■ **Task description**: A verbatim copy of every entry is required.

■ **Data provided**:
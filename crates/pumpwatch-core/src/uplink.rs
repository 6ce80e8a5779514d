use async_trait::async_trait;
use thiserror::Error;

use crate::classify::DerivedStatus;
use crate::snapshot::CorrectedSnapshot;

#[derive(Debug, Error)]
pub enum UplinkError {
    #[error("connection lost: {0}")]
    ConnectionLost(String),
    #[error("http request failed: {0}")]
    Http(#[from] reqwest::Error),
    #[error("server rejected upload: {0}")]
    Rejected(reqwest::StatusCode),
}

/// One cloud sink. Sinks are independent: the gateway catches and logs
/// each sink's errors without letting them affect the others or the
/// rescheduling step.
#[async_trait]
pub trait UploadSink: Send {
    fn name(&self) -> &'static str;

    /// Forward one corrected snapshot and its derived attributes.
    async fn push(
        &mut self,
        snapshot: &CorrectedSnapshot,
        derived: &DerivedStatus,
    ) -> Result<(), UplinkError>;

    /// Called instead of `push` when a cycle produced no data.
    async fn push_outage(&mut self) -> Result<(), UplinkError>;

    /// Best-effort cleanup at daemon shutdown.
    async fn shutdown(&mut self) {}
}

■ **Answer for this exercise**:
filename crates/pumpwatch-core/src/uplink.rs
repository 6ce80e8a5779514d
use async_trait::async_trait;
use thiserror::Error;

use crate::classify::DerivedStatus;
use crate::snapshot::CorrectedSnapshot;

#[derive(Debug, Error)]
pub enum UplinkError {
    #[error("connection lost: {0}")]
    ConnectionLost(String),
    #[error("http request failed: {0}")]
    Http(#[from] reqwest::Error),
    #[error("server rejected upload: {0}")]
    Rejected(reqwest::StatusCode),
}

/// One cloud sink. Sinks are independent: the gateway catches and logs
/// each sink's errors without letting them affect the others or the
/// rescheduling step.
#[async_trait]
pub trait UploadSink: Send {
    fn name(&self) -> &'static str;

    /// Forward one corrected snapshot and its derived attributes.
    async fn push(
        &mut self,
        snapshot: &CorrectedSnapshot,
        derived: &DerivedStatus,
    ) -> Result<(), UplinkError>;

    /// Called instead of `push` when a cycle produced no data.
    async fn push_outage(&mut self) -> Result<(), UplinkError>;

    /// Best-effort cleanup at daemon shutdown.
    async fn shutdown(&mut self) {}
}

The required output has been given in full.